In his 22 years in journalism, Yogesh Pawar can recall many instances when he was abused, physically assaulted, and even came close to death in 2001 as a result of his reporting on the powerful and well-connected.

“I had gone to report on a communal flare-up in a district in Maharashtra along with a photojournalist but the police denied us any access to victim’s family,” the 48-year-old tells Splice.

Not one to give up easily, Pawar and his colleague found a way to visit the family by taking a different route.

“We had been talking to the family for about 45 minutes before the police got wind of us [being] there,” he recalls.

“We were beaten and forcefully pushed into a police jeep, taken to the outskirts of a sugarcane field, where we [were] hit some more. The inspector pulled out his gun threatening to shoot us, asking us what we had heard and what we were going to write,” Pawar says.

“We were eventually locked up in a dank cell. It had a pool of urine in a corner and nowhere to sit except the floor.”

Pawar and his colleague eventually got out by reaching out to higher authorities in Mumbai using a cellphone they happened to have with them—an unusual device to be carrying in 2001. “While leaving, the same cop said to us that he was ‘only doing his duty’ and we should have no hard feelings for him.”

Seventeen years later, Pawar says the way journalists are treated has changed little. Indeed, just two weeks after the murder of Lankesh, another journalist, 27-year-old Santanu Bhowmick, was killed while covering political unrest in northeastern state of Tripura. He was allegedly abducted and murdered by members of a powerful political outfit, Indigenous People’s Front of Tripura (IPFT), that has close ties with the right-wing central government of BJP.

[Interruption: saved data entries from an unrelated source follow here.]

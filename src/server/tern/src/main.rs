// Copyright 2023 Twitter, Inc.
// Licensed under the Apache License, Version 2.0
// http://www.apache.org/licenses/LICENSE-2.0

use logger::{Level, Logger};

fn main() {
    Logger::new()
        .label("tern")
        .level(Level::Info)
        .init()
        .expect("failed to initialize logger");

    tern_server::run(std::env::args().nth(1));
}
// Copyright 2023 Twitter, Inc.
// Licensed under the Apache License, Version 2.0
// http://www.apache.org/licenses/LICENSE-2.0

use crate::Response;

#[derive(Debug, Error)]
pub enum Error {
    #[error("unable to parse request")]
    Unparseable(#[from] httparse::Error),

    #[error("Content-Length header was invalid")]
    BadContentLength,

    #[error("unsupported HTTP version")]
    BadVersion,

    #[error("request exceeds the configured size limit of {0} bytes")]
    TooLarge(usize),

    /// Carries the number of additional bytes needed to complete the
    /// request, when known.
    #[error("not enough data present to parse the whole request")]
    PartialRequest(Option<usize>),
}

impl Error {
    /// The reply sent for a request that was framed well enough to answer.
    /// Every error reply closes the connection.
    pub fn to_response(&self) -> Response {
        match self {
            Self::Unparseable(e) => Response::builder(400)
                .should_close(true)
                .header("Content-Type", b"text/plain")
                .body(format!("unable to parse request: {}", e).as_bytes()),

            Self::BadContentLength => Response::builder(400)
                .should_close(true)
                .header("Content-Type", b"text/plain")
                .body(b"Content-Length header was invalid"),

            Self::BadVersion => Response::builder(505)
                .should_close(true)
                .header("Content-Type", b"text/plain")
                .body(b"only HTTP/1.0 and HTTP/1.1 are supported"),

            Self::TooLarge(limit) => Response::builder(413)
                .should_close(true)
                .header("Content-Type", b"text/plain")
                .body(format!("request exceeds the limit of {} bytes", limit).as_bytes()),

            // never dispatched; the caller reads more bytes instead
            Self::PartialRequest(_) => Response::builder(500)
                .should_close(true)
                .header("Content-Type", b"text/plain")
                .body(b"internal server error"),
        }
    }
}
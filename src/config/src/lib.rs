// Copyright 2023 Twitter, Inc.
// Licensed under the Apache License, Version 2.0
// http://www.apache.org/licenses/LICENSE-2.0

//! Configuration for the tern server.
//!
//! The file format is an ordered multi-map: one entry per line, a key
//! followed by whitespace-separated parameters. The same key may appear any
//! number of times and entry order is preserved, which matters for keys such
//! as `MapUrl` where earlier entries take precedence. `#` starts a comment,
//! double quotes group a parameter containing whitespace, backslash escapes
//! the next character (a backslash at end of line continues the entry), and
//! `include <file>` splices another file in place.

#[macro_use]
extern crate log;

mod file;
mod options;

pub use file::{ConfigEntry, ConfigFile};
pub use options::{ListenSpec, ServerOptions, TlsSpec};

use thiserror::Error;

#[derive(Debug, Error)]
pub enum ConfigError {
    #[error("cannot read {path}: {source}")]
    Io {
        path: String,
        source: std::io::Error,
    },
    #[error("parse error at line {line}: {reason}")]
    Parse { line: usize, reason: &'static str },
    #[error("too many include levels (limit {0})")]
    IncludeDepth(usize),
    #[error("invalid value \"{value}\" for {key}")]
    BadValue { key: String, value: String },
    #[error("invalid number of parameters ({got}) in {key}")]
    BadArity { key: String, got: usize },
    #[error("{0}")]
    Invalid(String),
}
// Copyright 2023 Twitter, Inc.
// Licensed under the Apache License, Version 2.0
// http://www.apache.org/licenses/LICENSE-2.0

//! Handshake and echo over a TLS listener using a throwaway self-signed
//! certificate generated at test time.

use net::{Listener, Timeout, TlsTcpAcceptor};

use openssl::asn1::Asn1Time;
use openssl::bn::BigNum;
use openssl::hash::MessageDigest;
use openssl::nid::Nid;
use openssl::pkey::PKey;
use openssl::rsa::Rsa;
use openssl::ssl::{SslConnector, SslMethod, SslVerifyMode};
use openssl::x509::{X509, X509NameBuilder};

use std::io::{Read, Write};
use std::path::PathBuf;
use std::sync::Arc;

fn self_signed_identity() -> (Vec<u8>, Vec<u8>) {
    let rsa = Rsa::generate(2048).unwrap();
    let pkey = PKey::from_rsa(rsa).unwrap();

    let mut name = X509NameBuilder::new().unwrap();
    name.append_entry_by_nid(Nid::COMMONNAME, "localhost").unwrap();
    let name = name.build();

    let mut builder = X509::builder().unwrap();
    builder.set_version(2).unwrap();
    let serial = BigNum::from_u32(1).unwrap().to_asn1_integer().unwrap();
    builder.set_serial_number(&serial).unwrap();
    builder.set_subject_name(&name).unwrap();
    builder.set_issuer_name(&name).unwrap();
    builder
        .set_not_before(&Asn1Time::days_from_now(0).unwrap())
        .unwrap();
    builder
        .set_not_after(&Asn1Time::days_from_now(7).unwrap())
        .unwrap();
    builder.set_pubkey(&pkey).unwrap();
    builder.sign(&pkey, MessageDigest::sha256()).unwrap();
    let cert = builder.build();

    (
        cert.to_pem().unwrap(),
        pkey.private_key_to_pem_pkcs8().unwrap(),
    )
}

fn write_identity(dir: &PathBuf) -> (PathBuf, PathBuf) {
    let (cert, key) = self_signed_identity();
    std::fs::create_dir_all(dir).unwrap();
    let cert_path = dir.join("test.crt");
    let key_path = dir.join("test.key");
    std::fs::write(&cert_path, cert).unwrap();
    std::fs::write(&key_path, key).unwrap();
    (cert_path, key_path)
}

#[test]
fn tls_handshake_and_echo() {
    let dir = std::env::temp_dir().join(format!("tern-net-tls-{}", std::process::id()));
    let (cert_path, key_path) = write_identity(&dir);

    let acceptor = TlsTcpAcceptor::builder()
        .unwrap()
        .certificate_chain_file(&cert_path)
        .private_key_file(&key_path)
        .build()
        .unwrap();

    let listener = Listener::bind("127.0.0.1", 0, 16, 0)
        .unwrap()
        .with_tls(Arc::new(acceptor));
    let addr = listener.local_addr();

    let client = std::thread::spawn(move || {
        let mut builder = SslConnector::builder(SslMethod::tls()).unwrap();
        builder.set_verify(SslVerifyMode::NONE);
        let connector = builder.build();

        let tcp = std::net::TcpStream::connect(addr).unwrap();
        let mut tls = connector.connect("localhost", tcp).unwrap();

        tls.write_all(b"PING\r\n").unwrap();

        let mut buf = [0u8; 6];
        tls.read_exact(&mut buf).unwrap();
        assert_eq!(&buf, b"PONG\r\n");
    });

    let mut stream = listener
        .accept(Timeout::Millis(5000), Timeout::Millis(5000))
        .unwrap();
    stream.set_timeout(Timeout::Millis(5000));

    let mut buf = [0u8; 6];
    stream.read_exact(&mut buf).unwrap();
    assert_eq!(&buf, b"PING\r\n");

    stream.write_all(b"PONG\r\n").unwrap();

    client.join().unwrap();
    let _ = std::fs::remove_dir_all(&dir);
}

#[test]
fn handshake_timeout_reports_timed_out() {
    let dir = std::env::temp_dir().join(format!("tern-net-tls-stall-{}", std::process::id()));
    let (cert_path, key_path) = write_identity(&dir);

    let acceptor = TlsTcpAcceptor::builder()
        .unwrap()
        .certificate_chain_file(&cert_path)
        .private_key_file(&key_path)
        .build()
        .unwrap();

    let listener = Listener::bind("127.0.0.1", 0, 16, 0)
        .unwrap()
        .with_tls(Arc::new(acceptor));
    let addr = listener.local_addr();

    // connect without ever starting the TLS handshake
    let _client = std::net::TcpStream::connect(addr).unwrap();

    let err = listener
        .accept(Timeout::Millis(5000), Timeout::Millis(200))
        .unwrap_err();
    assert_eq!(err.kind(), std::io::ErrorKind::TimedOut);

    let _ = std::fs::remove_dir_all(&dir);
}
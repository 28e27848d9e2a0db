// Copyright 2023 Twitter, Inc.
// Licensed under the Apache License, Version 2.0
// http://www.apache.org/licenses/LICENSE-2.0

use std::collections::HashMap;
use std::sync::atomic::{AtomicUsize, Ordering};
use std::sync::{Arc, Mutex, MutexGuard};
use std::thread::JoinHandle;
use std::time::{Duration, Instant};

/// Per-worker bookkeeping consulted by the watchdog: when the worker
/// started its current request, if it is processing one.
pub(crate) struct WorkerState {
    busy_since: Mutex<Option<Instant>>,
}

impl WorkerState {
    pub(crate) fn new() -> Self {
        Self {
            busy_since: Mutex::new(None),
        }
    }

    pub(crate) fn set_busy(&self) {
        *self.lock() = Some(Instant::now());
    }

    pub(crate) fn set_idle(&self) {
        *self.lock() = None;
    }

    fn busy_elapsed(&self) -> Option<Duration> {
        self.lock().map(|since| since.elapsed())
    }

    fn lock(&self) -> MutexGuard<'_, Option<Instant>> {
        self.busy_since.lock().unwrap_or_else(|e| e.into_inner())
    }
}

struct Inner {
    handles: HashMap<usize, JoinHandle<()>>,
    states: HashMap<usize, Arc<WorkerState>>,
}

/// The set of live workers. Ids are assigned monotonically; the live count
/// is kept in an atomic for cheap reads but only changes under the set's
/// lock so that retirement can never race the count below `min_threads`.
pub struct WorkerSet {
    inner: Mutex<Inner>,
    live: AtomicUsize,
    next_id: AtomicUsize,
    min_threads: usize,
}

impl WorkerSet {
    pub(crate) fn new(min_threads: usize) -> Self {
        Self {
            inner: Mutex::new(Inner {
                handles: HashMap::new(),
                states: HashMap::new(),
            }),
            live: AtomicUsize::new(0),
            next_id: AtomicUsize::new(0),
            min_threads,
        }
    }

    pub fn live(&self) -> usize {
        self.live.load(Ordering::Relaxed)
    }

    pub(crate) fn next_id(&self) -> usize {
        self.next_id.fetch_add(1, Ordering::Relaxed)
    }

    pub(crate) fn adopt(&self, id: usize, state: Arc<WorkerState>) {
        let mut inner = self.lock();
        inner.states.insert(id, state);
        self.live.fetch_add(1, Ordering::Relaxed);
    }

    pub(crate) fn attach(&self, id: usize, handle: JoinHandle<()>) {
        self.lock().handles.insert(id, handle);
    }

    /// Undo an `adopt` for a worker whose thread never started.
    pub(crate) fn abort(&self, id: usize) {
        let mut inner = self.lock();
        inner.states.remove(&id);
        self.live.fetch_sub(1, Ordering::Relaxed);
    }

    /// An idle worker asking to retire. Granted only while the pool stays
    /// at or above its minimum size; on success the worker is removed from
    /// the set and its thread detaches.
    pub(crate) fn try_retire(&self, id: usize) -> bool {
        let mut inner = self.lock();

        if self.live.load(Ordering::Relaxed) <= self.min_threads {
            return false;
        }

        inner.handles.remove(&id);
        inner.states.remove(&id);
        self.live.fetch_sub(1, Ordering::Relaxed);
        true
    }

    /// A worker leaving on the shutdown path. Its handle stays behind for
    /// the final join.
    pub(crate) fn exited(&self, id: usize) {
        let mut inner = self.lock();
        inner.states.remove(&id);
        self.live.fetch_sub(1, Ordering::Relaxed);
    }

    /// Find a worker that has been processing one request for longer than
    /// `budget`, if any.
    pub(crate) fn watchdog(&self, budget: Duration) -> Option<usize> {
        let inner = self.lock();
        inner
            .states
            .iter()
            .find(|(_, state)| matches!(state.busy_elapsed(), Some(elapsed) if elapsed > budget))
            .map(|(id, _)| *id)
    }

    pub(crate) fn take_handles(&self) -> Vec<JoinHandle<()>> {
        let mut inner = self.lock();
        inner.handles.drain().map(|(_, handle)| handle).collect()
    }

    fn lock(&self) -> MutexGuard<'_, Inner> {
        self.inner.lock().unwrap_or_else(|e| e.into_inner())
    }
}

#[cfg(test)]
mod tests {
    use super::*;

    #[test]
    fn retire_respects_the_minimum() {
        let set = WorkerSet::new(1);

        set.adopt(0, Arc::new(WorkerState::new()));
        set.adopt(1, Arc::new(WorkerState::new()));
        assert_eq!(set.live(), 2);

        assert!(set.try_retire(1));
        assert_eq!(set.live(), 1);

        // at the minimum, retirement is refused
        assert!(!set.try_retire(0));
        assert_eq!(set.live(), 1);
    }

    #[test]
    fn ids_are_monotonic() {
        let set = WorkerSet::new(1);
        let a = set.next_id();
        let b = set.next_id();
        assert!(b > a);
    }

    #[test]
    fn watchdog_flags_only_overdue_workers() {
        let set = WorkerSet::new(1);

        let fresh = Arc::new(WorkerState::new());
        fresh.set_busy();
        set.adopt(0, fresh);

        assert_eq!(set.watchdog(Duration::from_secs(60)), None);
        std::thread::sleep(Duration::from_millis(50));
        assert_eq!(set.watchdog(Duration::from_millis(10)), Some(0));

        let idle = Arc::new(WorkerState::new());
        idle.set_idle();
        let set = WorkerSet::new(1);
        set.adopt(1, idle);
        assert_eq!(set.watchdog(Duration::from_millis(0)), None);
    }
}
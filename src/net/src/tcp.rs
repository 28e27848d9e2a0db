// Copyright 2023 Twitter, Inc.
// Licensed under the Apache License, Version 2.0
// http://www.apache.org/licenses/LICENSE-2.0

use crate::*;

/// A plaintext connection with blocking-with-timeout semantics. The
/// underlying socket is non-blocking; operations which would block wait for
/// readiness up to the stream's [`Timeout`].
pub struct TcpStream {
    inner: std::net::TcpStream,
    timeout: Timeout,
}

impl TcpStream {
    /// Wrap an accepted or connected socket. The socket is switched to
    /// non-blocking mode; the initial timeout is indefinite until the owner
    /// sets an operation-specific bound.
    pub fn new(inner: std::net::TcpStream) -> Result<Self> {
        inner.set_nonblocking(true)?;
        Ok(Self {
            inner,
            timeout: Timeout::Indefinite,
        })
    }

    pub fn set_timeout(&mut self, timeout: Timeout) {
        self.timeout = timeout;
    }

    pub fn timeout(&self) -> Timeout {
        self.timeout
    }

    pub fn peer_addr(&self) -> Result<SocketAddr> {
        self.inner.peer_addr()
    }
}

impl AsRawFd for TcpStream {
    fn as_raw_fd(&self) -> RawFd {
        self.inner.as_raw_fd()
    }
}

impl Read for TcpStream {
    fn read(&mut self, buf: &mut [u8]) -> Result<usize> {
        loop {
            match self.inner.read(buf) {
                Ok(n) => return Ok(n),
                Err(e) => match e.kind() {
                    ErrorKind::WouldBlock => {
                        wait_ready(self.as_raw_fd(), Readiness::Readable, self.timeout)?;
                    }
                    ErrorKind::Interrupted => {}
                    _ => return Err(e),
                },
            }
        }
    }
}

impl Write for TcpStream {
    fn write(&mut self, buf: &[u8]) -> Result<usize> {
        loop {
            match self.inner.write(buf) {
                Ok(n) => return Ok(n),
                Err(e) => match e.kind() {
                    ErrorKind::WouldBlock => {
                        wait_ready(self.as_raw_fd(), Readiness::Writable, self.timeout)?;
                    }
                    ErrorKind::Interrupted => {}
                    _ => return Err(e),
                },
            }
        }
    }

    fn flush(&mut self) -> Result<()> {
        self.inner.flush()
    }
}

impl std::fmt::Debug for TcpStream {
    fn fmt(&self, f: &mut std::fmt::Formatter<'_>) -> std::fmt::Result {
        write!(f, "{:?}", self.inner)
    }
}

“Journalists are increasingly the targets of online smear campaigns by the most radical nationalists, who vilify them and even threaten physical reprisals,” noted a Reporters Without Borders report earlier this year.

“Prosecutions are also used to gag journalists who are overly critical of the government, with some prosecutors invoking Section 124a of the penal code, under which “sedition” is punishable by life imprisonment,” it read. However, at the time of writing, no journalist had been convicted of sedition.

‘Presstitutes’ slur

Women reporting in India face an additional layer of threats, which can extend to sexual harassment and rape.

Priyanka Borpujari, a freelance journalist who often travels to remote parts of India on assignments, was targeted while reporting from Datewada in Chhattisgarh, a district rife with internal conflict, in 2010.

“At first I found that my blog had been shut down, and later the electricity at the place I was staying at was cut off,” says Borpujari. “Later that day, the police came and tried to intimidate me; they snatched my camera from my hands that contained important testimonials of the indigenous people I had met,” she recalls.

Borpujari was told to leave immediately but says couldn’t afford to do so until she had ensured the safety of her local sources.

While Borpujari’s encounter with the security threats occurred in a remote part of India, she points out that the intimidation of women journalists can and has happened in urban environments, which are often perceived as being safer.

She points to an incident in August, when journalist Ilma Hasan was heckled by a group of men at Aligarh Muslim University, in Uttar Pradesh, who surrounded her and a video journalist colleague to prevent them from filming a segment on ‘instant divorce’.

Amrita Madhukalya, 31, who mostly reports from the nation’s capital of Delhi, agrees with Borpujari. “There’s this shrinking space for dissenting voices, and if journalists are questioning a particular party of a particular government, slurs are a given,” she says, referring to a common phrase, presstitutes—a portmanteau of the words press and prostitute—often used against journalists.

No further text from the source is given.